_Saved data entries_
□ □ □ □ □
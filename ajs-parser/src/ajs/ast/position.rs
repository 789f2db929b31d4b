//! Line and column positions in unit definition source
//!
//! Lines and columns are 1-based. A line break counts once whatever its form
//! (`\r\n`, `\r` or `\n`), and the column restarts at 1 after it.

use serde::{Deserialize, Serialize};
use std::fmt;

/// A line:column position in source text
#[derive(Debug, Clone, Copy, PartialEq, Eq, PartialOrd, Ord, Hash, Serialize, Deserialize)]
pub struct Position {
    pub line: usize,
    pub column: usize,
}

impl Position {
    /// The first character of a source.
    pub const START: Position = Position { line: 1, column: 1 };

    pub fn new(line: usize, column: usize) -> Self {
        Self { line, column }
    }
}

impl fmt::Display for Position {
    fn fmt(&self, f: &mut fmt::Formatter<'_>) -> fmt::Result {
        write!(f, "line {}, column {}", self.line, self.column)
    }
}

impl Default for Position {
    fn default() -> Self {
        Self::START
    }
}

#[cfg(test)]
mod tests {
    use super::*;

    #[test]
    fn test_position_creation() {
        let pos = Position::new(5, 10);
        assert_eq!(pos.line, 5);
        assert_eq!(pos.column, 10);
    }

    #[test]
    fn test_position_comparison() {
        assert!(Position::new(1, 9) < Position::new(2, 1));
        assert!(Position::new(2, 1) < Position::new(2, 3));
        assert_eq!(Position::new(3, 4), Position::new(3, 4));
    }

    #[test]
    fn test_position_display_and_default() {
        assert_eq!(Position::new(12, 7).to_string(), "line 12, column 7");
        assert_eq!(Position::default(), Position::new(1, 1));
    }
}
#[cfg(test)]
mod tests {
    use super::*;
    use crate::ajs::ast::ParameterValue;
    use crate::ajs::decoding::{decoder_for, DecodeError};
    use rstest::rstest;

    fn param(name: &str, raw: &str) -> Parameter {
        Parameter::new(name, ParameterValue::raw(raw))
    }

    fn start_date(raw: &str) -> Result<StartDate, DecodeError> {
        param("sd", raw).decode(decoder_for::<StartDate>())
    }

    fn scheduled(raw: &str) -> ScheduledDate {
        match start_date(raw).unwrap().designation {
            Designation::Scheduled(date) => date,
            other => panic!("expected a scheduled date, got {:?}", other),
        }
    }

    #[test]
    fn test_undefined_needs_rule_zero() {
        let date = start_date("0, ud").unwrap();
        assert_eq!(date.designation, Designation::Undefined);
        assert_eq!(date.rule.get(), 0);

        let err = start_date("1, ud").unwrap_err();
        assert_eq!(err.reason(), "`ud` needs rule number 0, found 1");
        assert!(start_date("ud").is_err());
        assert!(start_date("0,en").is_err());
    }

    #[test]
    fn test_entry_date_with_default_rule() {
        let date = start_date("en").unwrap();
        assert_eq!(date.designation, Designation::EntryDate);
        assert_eq!(date.rule, RuleNumber::DEFAULT);
    }

    #[rstest]
    #[case("2024/04/01", Some(2024), Some(4), DaySpec::Day { counting: DayCounting::Calendar, day: 1 })]
    #[case("3,12/+25", None, Some(12), DaySpec::Day { counting: DayCounting::Relative, day: 25 })]
    #[case("*5", None, None, DaySpec::Day { counting: DayCounting::BusinessDay, day: 5 })]
    #[case("@b", None, None, DaySpec::MonthEnd { counting: DayCounting::ClosedDay, days_before: 0 })]
    #[case("04/*b-2", None, Some(4), DaySpec::MonthEnd { counting: DayCounting::BusinessDay, days_before: 2 })]
    #[case("mo", None, None, DaySpec::Weekday { relative: false, weekday: Weekday::Monday, week: None })]
    #[case("+fr:b", None, None, DaySpec::Weekday { relative: true, weekday: Weekday::Friday, week: Some(WeekOfMonth::Last) })]
    #[case("2030/01/su:2", Some(2030), Some(1), DaySpec::Weekday { relative: false, weekday: Weekday::Sunday, week: Some(WeekOfMonth::Nth(2)) })]
    fn test_scheduled_dates(
        #[case] raw: &str,
        #[case] year: Option<u16>,
        #[case] month: Option<u8>,
        #[case] day: DaySpec,
    ) {
        assert_eq!(scheduled(raw), ScheduledDate { year, month, day });
    }

    #[rstest]
    #[case("2024/13/01")]
    #[case("24/04/01")]
    #[case("2099/01/01")]
    #[case("32")]
    #[case("0")]
    #[case("b-")]
    #[case("b-40")]
    #[case("*mo")]
    #[case("mo:6")]
    #[case("xx")]
    #[case("1/2/3/4")]
    #[case("145,en")]
    fn test_malformed_start_dates(#[case] raw: &str) {
        assert!(start_date(raw).is_err(), "{} should not decode", raw);
    }

    #[test]
    fn test_start_time() {
        let time = param("st", "2,+25:30").decode(decoder_for::<StartTime>()).unwrap();
        assert_eq!(time.rule.get(), 2);
        assert!(time.relative);
        assert_eq!(time.time, TimeOfDay { hour: 25, minute: 30 });
        assert_eq!(time.time.minutes(), 1530);

        for bad in ["48:00", "9:5", "12:60", "1230", "0,09:00"] {
            assert!(param("st", bad).decode(decoder_for::<StartTime>()).is_err(), "{}", bad);
        }
    }

    #[test]
    fn test_execution_cycle_from_raw_text() {
        let cycle = param("cy", "(2,m)").decode(decoder_for::<ExecutionCycle>()).unwrap();
        assert_eq!(
            cycle,
            ExecutionCycle {
                rule: RuleNumber::DEFAULT,
                interval: 2,
                unit: CycleUnit::Month
            }
        );
    }

    #[test]
    fn test_execution_cycle_from_parsed_values() {
        let tuple = "(1,Week)".parse().unwrap();
        let cy = Parameter::with_values(
            "cy",
            vec![ParameterValue::raw("4"), ParameterValue::tuple(tuple)],
        )
        .unwrap();
        let cycle = cy.decode(decoder_for::<ExecutionCycle>()).unwrap();
        assert_eq!(cycle.rule.get(), 4);
        assert_eq!(cycle.unit, CycleUnit::Week);
    }

    #[rstest]
    #[case("(0,d)")]
    #[case("(13,m)")]
    #[case("(2,q)")]
    #[case("(2)")]
    #[case("(n=2,m)")]
    #[case("2,m")]
    fn test_malformed_cycles(#[case] raw: &str) {
        assert!(param("cy", raw).decode(decoder_for::<ExecutionCycle>()).is_err());
    }

    #[test]
    fn test_closed_day_parameters() {
        let shift = param("sh", "3,af").decode(decoder_for::<ClosedDayShift>()).unwrap();
        assert_eq!(shift.direction, ShiftDirection::After);
        assert_eq!(shift.rule.get(), 3);
        assert!(param("sh", "later").decode(decoder_for::<ClosedDayShift>()).is_err());

        let days = param("shd", "10").decode(decoder_for::<ShiftDays>()).unwrap();
        assert_eq!(days.days, 10);
        assert!(param("shd", "32").decode(decoder_for::<ShiftDays>()).is_err());

        let linked = param("ln", "2,144").decode(decoder_for::<LinkedRule>()).unwrap();
        assert_eq!(linked.parent_rule.get(), 144);
        assert!(param("ln", "0").decode(decoder_for::<LinkedRule>()).is_err());
    }
}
□ □ □ □ □
_TASK DIRECTIONS_
Lines containing the word "Weekday" are to be located in the entries and copied.

_OUTPUT BELOW_
    #[case("mo", None, None, DaySpec::Weekday { relative: false, weekday: Weekday::Monday, week: None })]
    #[case("+fr:b", None, None, DaySpec::Weekday { relative: true, weekday: Weekday::Friday, week: Some(WeekOfMonth::Last) })]
    #[case("2030/01/su:2", Some(2030), Some(1), DaySpec::Weekday { relative: false, weekday: Weekday::Sunday, week: Some(WeekOfMonth::Nth(2)) })]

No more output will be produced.